The evolution of sexually dimorphic traits is thought to have marked effects on underlying patterns of static allometry. These traits can negatively affect organismal survivability by creating trade-offs between trait size and performance. Here we use three-dimensional geometric morphometrics to study the static allometry of two species of sexually dimorphic electric fishes (Apteronotus rostratus and Compsaraia samueli) in which mature males grow elongate jaws used in agonistic male–male interactions. We also estimate jaw-closing performance between the sexes of both species to track changes in kinematic transmission associated with the development of sexual weaponry.
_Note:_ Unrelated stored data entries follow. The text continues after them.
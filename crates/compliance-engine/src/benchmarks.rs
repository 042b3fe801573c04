//! Fixed benchmark tables and scheme thresholds
//!
//! All intensities are kgCO2e per m² of floor area.

use std::collections::HashMap;

use lazy_static::lazy_static;
use shared_types::{BuildingClass, ProjectType};

pub const INTENSITY_UNIT: &str = "kgCO₂e/m²";
pub const STARS_UNIT: &str = "stars";

/// NCC Section J total emissions intensity target
pub const NCC_ENERGY_TARGET: f64 = 120.0;
/// NCC limit for purchased energy (Scope 2) intensity
pub const NCC_SCOPE2_LIMIT: f64 = 80.0;

/// Green Star operational carbon benchmark
pub const GBCA_OPERATIONAL_TARGET: f64 = 60.0;
pub const GBCA_MAX_SCORE: u32 = 100;

/// NABERS baseline energy intensity
pub const NABERS_BASE_ENERGY: f64 = 100.0;
pub const NABERS_MAX_RATING: u32 = 6;
pub const NABERS_MIN_STARS: u32 = 4;

/// Share of the whole-life benchmark allowed for the use stage (B1-B7)
pub const EN15978_USE_STAGE_SHARE: f64 = 0.4;
/// Share of the whole-life benchmark allowed for end of life (C1-C4)
pub const EN15978_END_OF_LIFE_SHARE: f64 = 0.1;

/// EN 15978 reference values for one building type
#[derive(Debug, Clone, Copy, PartialEq)]
pub struct Benchmark {
    /// A1-A5
    pub upfront: f64,
    /// A-C
    pub whole_life: f64,
}

lazy_static! {
    /// EN 15978 benchmarks by building type
    pub static ref EN15978_BENCHMARKS: HashMap<ProjectType, Benchmark> = {
        let mut m = HashMap::new();
        m.insert(ProjectType::Residential, Benchmark { upfront: 500.0, whole_life: 1200.0 });
        m.insert(ProjectType::Commercial, Benchmark { upfront: 600.0, whole_life: 1500.0 });
        m.insert(ProjectType::Industrial, Benchmark { upfront: 700.0, whole_life: 1800.0 });
        m.insert(ProjectType::Retail, Benchmark { upfront: 650.0, whole_life: 1600.0 });
        m.insert(ProjectType::Education, Benchmark { upfront: 550.0, whole_life: 1300.0 });
        m.insert(ProjectType::Healthcare, Benchmark { upfront: 800.0, whole_life: 2000.0 });
        m
    };

    /// NCC 2024 upfront embodied carbon limits by building class
    pub static ref NCC_2024_LIMITS: HashMap<BuildingClass, f64> = {
        let mut m = HashMap::new();
        m.insert(BuildingClass::Class2, 500.0);
        m.insert(BuildingClass::Class3, 550.0);
        m.insert(BuildingClass::Class5, 600.0);
        m.insert(BuildingClass::Class6, 650.0);
        m.insert(BuildingClass::Class9a, 700.0);
        m.insert(BuildingClass::Class9b, 650.0);
        m.insert(BuildingClass::Default, 600.0);
        m
    };
}

/// Benchmark row for a project type, commercial when the type has no row
pub fn en15978_benchmark(project_type: ProjectType) -> Benchmark {
    EN15978_BENCHMARKS
        .get(&project_type)
        .or_else(|| EN15978_BENCHMARKS.get(&ProjectType::Commercial))
        .copied()
        .unwrap_or(Benchmark {
            upfront: 600.0,
            whole_life: 1500.0,
        })
}

pub fn ncc_upfront_limit(class: BuildingClass) -> f64 {
    NCC_2024_LIMITS
        .get(&class)
        .or_else(|| NCC_2024_LIMITS.get(&BuildingClass::Default))
        .copied()
        .unwrap_or(600.0)
}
We find significantly different patterns of static allometry between the sexes of both species, with males exhibiting more positive allometric slopes relative to females. We also find a negative relationship between skull shape and mandibular kinematic transmission in C. samueli, suggesting a trade-off where males with longer faces exhibit lower mechanical advantages, suggesting weaker jaw leverage. In contrast, males and females of A. rostratus exhibit no difference between sexes in mechanical advantage associated with facial elongation.